- Work to be completed:
Copy each line of the records below, from the first through the one that contains "const WHEN: &str", exactly as written.

- Material shown:
__________________________________________________

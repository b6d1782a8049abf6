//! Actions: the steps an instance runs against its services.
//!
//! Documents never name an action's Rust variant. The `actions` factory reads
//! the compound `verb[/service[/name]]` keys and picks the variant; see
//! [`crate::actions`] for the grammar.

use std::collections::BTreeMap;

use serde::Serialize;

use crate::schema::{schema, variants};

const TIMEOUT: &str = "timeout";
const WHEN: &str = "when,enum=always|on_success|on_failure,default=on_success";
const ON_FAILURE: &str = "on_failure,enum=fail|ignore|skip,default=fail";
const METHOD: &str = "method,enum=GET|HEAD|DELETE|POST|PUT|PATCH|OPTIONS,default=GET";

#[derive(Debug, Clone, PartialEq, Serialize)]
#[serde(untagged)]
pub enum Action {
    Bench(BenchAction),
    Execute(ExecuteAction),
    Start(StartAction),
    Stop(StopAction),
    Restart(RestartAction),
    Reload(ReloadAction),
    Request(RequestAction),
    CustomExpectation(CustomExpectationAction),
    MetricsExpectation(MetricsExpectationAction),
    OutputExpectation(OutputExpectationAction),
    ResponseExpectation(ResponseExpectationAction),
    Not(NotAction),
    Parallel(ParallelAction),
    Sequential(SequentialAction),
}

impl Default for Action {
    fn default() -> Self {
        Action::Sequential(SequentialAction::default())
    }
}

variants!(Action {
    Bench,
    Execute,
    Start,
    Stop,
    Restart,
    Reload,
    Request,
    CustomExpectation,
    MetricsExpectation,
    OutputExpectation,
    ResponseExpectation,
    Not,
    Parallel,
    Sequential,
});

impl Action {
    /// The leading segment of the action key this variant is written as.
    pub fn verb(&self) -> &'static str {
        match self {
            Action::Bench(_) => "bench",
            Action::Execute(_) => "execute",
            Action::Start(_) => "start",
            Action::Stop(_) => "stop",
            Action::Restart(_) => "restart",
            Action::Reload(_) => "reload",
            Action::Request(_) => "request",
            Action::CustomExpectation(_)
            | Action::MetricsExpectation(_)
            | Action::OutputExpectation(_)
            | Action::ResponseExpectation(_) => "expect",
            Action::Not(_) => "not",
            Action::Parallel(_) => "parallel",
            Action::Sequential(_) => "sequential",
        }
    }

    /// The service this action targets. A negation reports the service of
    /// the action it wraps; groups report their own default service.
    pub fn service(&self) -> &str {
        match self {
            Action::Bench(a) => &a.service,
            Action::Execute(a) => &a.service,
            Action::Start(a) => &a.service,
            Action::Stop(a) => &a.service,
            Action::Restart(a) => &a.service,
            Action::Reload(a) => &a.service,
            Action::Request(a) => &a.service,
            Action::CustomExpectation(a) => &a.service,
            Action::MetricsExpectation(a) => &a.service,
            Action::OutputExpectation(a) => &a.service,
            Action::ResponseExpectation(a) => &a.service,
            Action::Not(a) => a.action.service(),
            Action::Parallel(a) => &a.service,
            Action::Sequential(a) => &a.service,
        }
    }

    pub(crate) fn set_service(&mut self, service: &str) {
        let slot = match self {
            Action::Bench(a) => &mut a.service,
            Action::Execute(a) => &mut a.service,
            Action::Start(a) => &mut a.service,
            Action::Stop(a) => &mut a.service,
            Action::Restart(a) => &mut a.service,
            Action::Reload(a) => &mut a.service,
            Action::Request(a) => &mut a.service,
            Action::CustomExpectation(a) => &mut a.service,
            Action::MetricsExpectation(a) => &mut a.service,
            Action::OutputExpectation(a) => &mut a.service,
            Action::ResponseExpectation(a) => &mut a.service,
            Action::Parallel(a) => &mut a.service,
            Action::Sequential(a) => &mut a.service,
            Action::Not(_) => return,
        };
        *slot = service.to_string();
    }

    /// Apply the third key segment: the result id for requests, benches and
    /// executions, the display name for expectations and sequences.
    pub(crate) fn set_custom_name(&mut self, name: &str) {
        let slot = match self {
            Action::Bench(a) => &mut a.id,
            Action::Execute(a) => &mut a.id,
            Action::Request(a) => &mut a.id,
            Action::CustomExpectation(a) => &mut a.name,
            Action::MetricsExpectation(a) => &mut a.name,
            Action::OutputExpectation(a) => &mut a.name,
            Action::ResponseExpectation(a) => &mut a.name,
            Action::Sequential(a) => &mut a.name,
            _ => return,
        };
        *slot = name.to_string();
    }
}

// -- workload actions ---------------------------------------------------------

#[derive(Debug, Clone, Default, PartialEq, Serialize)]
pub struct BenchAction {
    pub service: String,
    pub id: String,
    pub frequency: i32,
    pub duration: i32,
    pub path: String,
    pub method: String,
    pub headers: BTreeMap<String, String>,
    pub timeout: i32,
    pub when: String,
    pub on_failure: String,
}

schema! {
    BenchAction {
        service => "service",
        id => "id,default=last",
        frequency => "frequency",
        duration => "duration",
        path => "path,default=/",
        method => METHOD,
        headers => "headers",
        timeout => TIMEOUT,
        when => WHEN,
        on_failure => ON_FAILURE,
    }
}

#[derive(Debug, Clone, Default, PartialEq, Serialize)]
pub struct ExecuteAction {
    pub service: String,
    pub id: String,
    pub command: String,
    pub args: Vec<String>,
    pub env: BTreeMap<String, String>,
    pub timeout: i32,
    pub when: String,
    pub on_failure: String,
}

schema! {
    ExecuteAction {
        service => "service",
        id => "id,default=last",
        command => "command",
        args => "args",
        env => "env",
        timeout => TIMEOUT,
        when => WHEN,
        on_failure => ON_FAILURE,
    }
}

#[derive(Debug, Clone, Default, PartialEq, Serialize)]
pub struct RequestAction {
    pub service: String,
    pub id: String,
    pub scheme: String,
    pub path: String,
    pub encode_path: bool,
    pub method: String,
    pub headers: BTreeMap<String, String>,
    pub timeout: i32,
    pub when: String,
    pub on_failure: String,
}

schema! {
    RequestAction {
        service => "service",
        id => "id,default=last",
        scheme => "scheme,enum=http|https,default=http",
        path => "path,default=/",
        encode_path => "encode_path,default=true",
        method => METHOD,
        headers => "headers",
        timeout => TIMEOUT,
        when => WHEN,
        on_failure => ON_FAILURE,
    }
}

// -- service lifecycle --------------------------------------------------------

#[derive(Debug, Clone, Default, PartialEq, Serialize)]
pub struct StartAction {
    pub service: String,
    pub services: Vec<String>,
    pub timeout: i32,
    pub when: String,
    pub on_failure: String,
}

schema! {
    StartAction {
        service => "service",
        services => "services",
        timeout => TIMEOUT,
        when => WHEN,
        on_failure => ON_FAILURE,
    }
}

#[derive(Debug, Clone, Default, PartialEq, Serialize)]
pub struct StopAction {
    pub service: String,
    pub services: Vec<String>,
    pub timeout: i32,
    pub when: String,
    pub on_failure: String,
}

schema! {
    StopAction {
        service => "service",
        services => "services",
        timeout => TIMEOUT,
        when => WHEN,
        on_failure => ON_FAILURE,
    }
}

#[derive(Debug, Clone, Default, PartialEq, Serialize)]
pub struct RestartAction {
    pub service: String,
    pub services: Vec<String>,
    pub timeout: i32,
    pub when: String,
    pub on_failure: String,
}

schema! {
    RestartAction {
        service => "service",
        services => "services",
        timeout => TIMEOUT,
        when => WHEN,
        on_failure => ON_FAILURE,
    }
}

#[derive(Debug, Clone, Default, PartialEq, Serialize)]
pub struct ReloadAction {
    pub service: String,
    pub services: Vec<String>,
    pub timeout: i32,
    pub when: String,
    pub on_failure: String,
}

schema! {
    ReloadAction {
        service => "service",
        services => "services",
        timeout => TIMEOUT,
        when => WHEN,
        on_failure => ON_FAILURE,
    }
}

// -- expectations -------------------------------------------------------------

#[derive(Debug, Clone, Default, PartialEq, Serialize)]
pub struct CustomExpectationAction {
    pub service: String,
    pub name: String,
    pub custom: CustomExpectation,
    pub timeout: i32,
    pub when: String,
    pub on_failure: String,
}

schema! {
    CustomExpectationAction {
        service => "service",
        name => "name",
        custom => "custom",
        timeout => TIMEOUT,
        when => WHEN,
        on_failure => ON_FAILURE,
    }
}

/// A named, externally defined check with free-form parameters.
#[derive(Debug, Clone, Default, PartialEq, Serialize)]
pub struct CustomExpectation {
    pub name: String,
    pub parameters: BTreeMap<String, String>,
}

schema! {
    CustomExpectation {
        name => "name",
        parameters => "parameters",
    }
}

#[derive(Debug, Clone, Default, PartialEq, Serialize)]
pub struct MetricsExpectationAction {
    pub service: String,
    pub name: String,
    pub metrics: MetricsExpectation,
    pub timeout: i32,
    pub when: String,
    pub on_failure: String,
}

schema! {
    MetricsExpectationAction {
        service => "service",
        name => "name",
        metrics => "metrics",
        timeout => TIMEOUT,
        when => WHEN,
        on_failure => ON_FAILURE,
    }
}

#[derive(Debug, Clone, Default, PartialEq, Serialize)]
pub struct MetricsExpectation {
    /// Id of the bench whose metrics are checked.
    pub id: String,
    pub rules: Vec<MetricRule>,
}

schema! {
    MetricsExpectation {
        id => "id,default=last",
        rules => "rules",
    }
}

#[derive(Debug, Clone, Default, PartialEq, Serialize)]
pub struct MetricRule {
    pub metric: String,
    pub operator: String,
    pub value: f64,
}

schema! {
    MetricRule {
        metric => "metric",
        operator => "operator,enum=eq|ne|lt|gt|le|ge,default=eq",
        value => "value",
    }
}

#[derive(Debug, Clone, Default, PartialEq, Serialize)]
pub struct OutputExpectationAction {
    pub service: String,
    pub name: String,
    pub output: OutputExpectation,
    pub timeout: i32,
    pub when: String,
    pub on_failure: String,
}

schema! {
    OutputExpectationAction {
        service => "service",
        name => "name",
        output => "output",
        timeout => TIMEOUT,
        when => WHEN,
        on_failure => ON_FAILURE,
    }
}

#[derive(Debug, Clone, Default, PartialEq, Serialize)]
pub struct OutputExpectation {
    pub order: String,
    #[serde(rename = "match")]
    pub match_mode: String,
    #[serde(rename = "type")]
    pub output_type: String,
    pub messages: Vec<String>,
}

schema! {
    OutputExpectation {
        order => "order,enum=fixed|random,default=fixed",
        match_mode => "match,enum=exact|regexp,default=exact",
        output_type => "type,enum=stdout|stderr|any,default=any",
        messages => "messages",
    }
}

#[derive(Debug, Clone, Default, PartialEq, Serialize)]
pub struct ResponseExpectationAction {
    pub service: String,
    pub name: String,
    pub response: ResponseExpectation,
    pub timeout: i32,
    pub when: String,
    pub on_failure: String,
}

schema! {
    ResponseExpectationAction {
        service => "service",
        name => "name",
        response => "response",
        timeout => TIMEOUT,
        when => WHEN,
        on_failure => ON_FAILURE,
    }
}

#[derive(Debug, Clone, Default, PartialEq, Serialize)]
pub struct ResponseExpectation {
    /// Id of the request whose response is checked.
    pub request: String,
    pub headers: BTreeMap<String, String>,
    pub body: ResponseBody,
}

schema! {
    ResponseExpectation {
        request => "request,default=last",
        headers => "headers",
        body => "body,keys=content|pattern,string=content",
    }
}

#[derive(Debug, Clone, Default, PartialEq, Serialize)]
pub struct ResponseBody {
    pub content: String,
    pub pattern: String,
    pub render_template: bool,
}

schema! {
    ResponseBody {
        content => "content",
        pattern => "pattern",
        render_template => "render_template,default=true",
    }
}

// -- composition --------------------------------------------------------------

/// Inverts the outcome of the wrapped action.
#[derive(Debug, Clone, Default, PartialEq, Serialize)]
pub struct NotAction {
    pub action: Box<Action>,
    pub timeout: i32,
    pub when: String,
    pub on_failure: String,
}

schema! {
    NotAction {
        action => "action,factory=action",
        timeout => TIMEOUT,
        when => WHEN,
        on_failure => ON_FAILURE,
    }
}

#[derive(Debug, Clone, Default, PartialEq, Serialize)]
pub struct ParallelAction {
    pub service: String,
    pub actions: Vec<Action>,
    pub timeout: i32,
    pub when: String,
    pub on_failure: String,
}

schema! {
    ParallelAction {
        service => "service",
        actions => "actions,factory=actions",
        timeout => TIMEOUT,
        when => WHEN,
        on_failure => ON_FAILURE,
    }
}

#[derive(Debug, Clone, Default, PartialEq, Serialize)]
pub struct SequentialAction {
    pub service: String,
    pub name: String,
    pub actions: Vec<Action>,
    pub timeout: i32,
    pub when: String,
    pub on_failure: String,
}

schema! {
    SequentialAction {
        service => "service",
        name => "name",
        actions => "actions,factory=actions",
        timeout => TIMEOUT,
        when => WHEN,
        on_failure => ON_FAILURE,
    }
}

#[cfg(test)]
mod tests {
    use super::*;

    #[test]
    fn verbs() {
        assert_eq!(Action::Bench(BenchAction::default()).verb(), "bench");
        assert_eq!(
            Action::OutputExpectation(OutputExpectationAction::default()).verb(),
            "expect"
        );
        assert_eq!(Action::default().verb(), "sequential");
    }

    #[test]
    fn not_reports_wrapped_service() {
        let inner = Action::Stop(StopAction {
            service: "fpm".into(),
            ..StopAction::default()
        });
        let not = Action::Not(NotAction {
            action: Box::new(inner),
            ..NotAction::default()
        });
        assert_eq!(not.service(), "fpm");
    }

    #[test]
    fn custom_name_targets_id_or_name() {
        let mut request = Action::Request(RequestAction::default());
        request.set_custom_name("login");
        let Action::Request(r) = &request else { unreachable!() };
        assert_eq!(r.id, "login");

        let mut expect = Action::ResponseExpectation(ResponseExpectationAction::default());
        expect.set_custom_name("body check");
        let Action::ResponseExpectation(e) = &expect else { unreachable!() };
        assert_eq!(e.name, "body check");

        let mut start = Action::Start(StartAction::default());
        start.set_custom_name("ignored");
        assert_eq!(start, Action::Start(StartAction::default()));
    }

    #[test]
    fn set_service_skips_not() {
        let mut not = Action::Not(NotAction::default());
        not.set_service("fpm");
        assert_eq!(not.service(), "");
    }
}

__________________________________________________

- Result:
repository b6d1782a8049abf6
//! Actions: the steps an instance runs against its services.
//!
//! Documents never name an action's Rust variant. The `actions` factory reads
//! the compound `verb[/service[/name]]` keys and picks the variant; see
//! [`crate::actions`] for the grammar.

use std::collections::BTreeMap;

use serde::Serialize;

use crate::schema::{schema, variants};

const TIMEOUT: &str = "timeout";
const WHEN: &str = "when,enum=always|on_success|on_failure,default=on_success";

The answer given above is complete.